‘Where the deuce is that lumbering man-servant of yours?’ Moxcroft snarled from the back of the cart.
‘My sentiments exactly, Sir Randolph,’ Makepeace said sourly. As he watched the road, he began to realize that the crowd of soldiers coming from Wynn’s estate were no longer redcoats. There were different coloured uniforms now, and the troops were marching in tight formation. He turned to the spy. ‘I’m afraid Bain’ll have to look to himself. We must take our leave.’
‘Parliament! God and Parliament!’ Makepeace screamed when he reached the bridge. He did not wish to be skewered or shot, especially when triumph was so near. ‘Parliament!’
Moxcroft, pushing up with his arms so that he could see over the side of the cart, enthusiastically repeated the call.
The men in the front rank, stood behind the screen of wattle and wood, seemed to hesitate, for the approaching man was the very image of an aristocrat. The pious, stoical soldiers of Holles’s regiment were taught to despise such men, rich sinners who paraded their wealth like a badge of honour. Instinctively, one or two had even stepped forward, prepared to spit the frantically waving man on the end of their lances.
‘Let him through!’ Sergeant Major Timothy Neal ordered. His broad, imposing frame came into view. The front rank raised their pikes immediately, parting like the Red Sea, and Makepeace was allowed to draw the cart past and beyond that first barricade.
Leaving the cart, Makepeace pushed his way through the bodies, making directly for where Neal stood. He would have preferred to bring his request direct to Quarles, but the tall colonel was away on the east bank, organizing his men for the coming assault.
‘I must leave,’ Makepeace said, deciding upon the blunt approach. ‘I have Sir Randolph Moxcroft in the cart. He has vital information for Parliament. He must be taken to London forthwith.’
Neal stared at him. ‘You have a cart.’
‘Aye, sir. Sir Randolph cannot walk.’
Neal ignored the captain’s words, instead turning to one of his men. ‘Get that man out of the cart, Pikeman McCarthy!’
McCarthy climbed into the vehicle and hoisted Moxcroft into the air, passing him down to a waiting comrade.
‘The cart will do nicely at the barricade, Captain Makepeace. Your passenger can be taken to the east bank. But I require every able-bodied man here. Vital information or no.’
Makepeace’s jaw dropped. Moxcroft’s plaintive cries could be heard fading away into the distance as he was carried off between two burly pikemen.

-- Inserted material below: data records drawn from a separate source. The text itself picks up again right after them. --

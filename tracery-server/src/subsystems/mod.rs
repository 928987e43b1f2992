pub mod canonicalize;
pub mod finalize;
pub mod persist;
pub mod segment;
pub mod synthesize;

#[cfg(test)]
pub(crate) mod testing;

‘We are about to face a horde, sir,’ Neal said upon seeing Makepeace’s furious expression. ‘We are out-gunned and outnumbered. I need every man. No parliamentary duty is greater than this. I will defend my judgement with steel, if I must.’
‘Do not be so bloody short-sighted, Neal,’ Makepeace hissed, balling his fists in exasperation. ‘I am an officer and I will not be dictated to! The news I carry will see the war won.’
‘Lieutenant Colonel Quarles has placed me in command of the bridge, Captain. I command here. And I say that we must have every pair of hands on this barricade. A barricade strengthened by the addition of your wagon. We must stall the enemy advance for as long as we are able. If we fail today, sir, there will be no Parliament. No one to whom Moxcroft may convey his blasted information.’
Makepeace opened his mouth to launch a retort, but the words caught in his throat as the shouts began. The Royalists had reached the west bank.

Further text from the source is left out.